[Dataset items]
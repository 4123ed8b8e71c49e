//! VM locks. Every lock in the crate goes through these aliases so the
//! fairness policy is chosen in one place.

#[cfg(feature = "ticket_mutex")]
pub type Mutex<T> = spin::mutex::TicketMutex<T>;
#[cfg(feature = "ticket_mutex")]
pub type MutexGuard<'a, T> = spin::mutex::TicketMutexGuard<'a, T>;

#[cfg(not(feature = "ticket_mutex"))]
pub type Mutex<T> = spin::mutex::SpinMutex<T>;
#[cfg(not(feature = "ticket_mutex"))]
pub type MutexGuard<'a, T> = spin::mutex::SpinMutexGuard<'a, T>;

#[cfg(test)]
mod tests {
    use super::Mutex;
    use std::sync::Arc;
    use std::thread;

    #[test]
    fn counter_under_contention() {
        let counter = Arc::new(Mutex::new(0usize));

        let handles: Vec<_> = (0..4)
            .map(|_| {
                let counter = Arc::clone(&counter);
                thread::spawn(move || {
                    for _ in 0..1000 {
                        *counter.lock() += 1;
                    }
                })
            })
            .collect();

        for handle in handles {
            handle.join().unwrap();
        }

        assert_eq!(*counter.lock(), 4000);
    }

    #[test]
    fn try_lock_fails_while_held() {
        let lock = Mutex::new(());
        let guard = lock.lock();
        assert!(lock.try_lock().is_none());
        drop(guard);
        assert!(lock.try_lock().is_some());
    }
}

### Exercise requirements
Exact retyping is required: the line with "let counter = Arc::new(Mutex::new(0usize));" through the end of the data, both ends included, and no other line.

### Solution for this problem
        let counter = Arc::new(Mutex::new(0usize));

        let handles: Vec<_> = (0..4)
            .map(|_| {
                let counter = Arc::clone(&counter);
                thread::spawn(move || {
                    for _ in 0..1000 {
                        *counter.lock() += 1;
                    }
                })
            })
            .collect();

        for handle in handles {
            handle.join().unwrap();
        }

        assert_eq!(*counter.lock(), 4000);
    }

    #[test]
    fn try_lock_fails_while_held() {
        let lock = Mutex::new(());
        let guard = lock.lock();
        assert!(lock.try_lock().is_none());
        drop(guard);
        assert!(lock.try_lock().is_some());
    }
}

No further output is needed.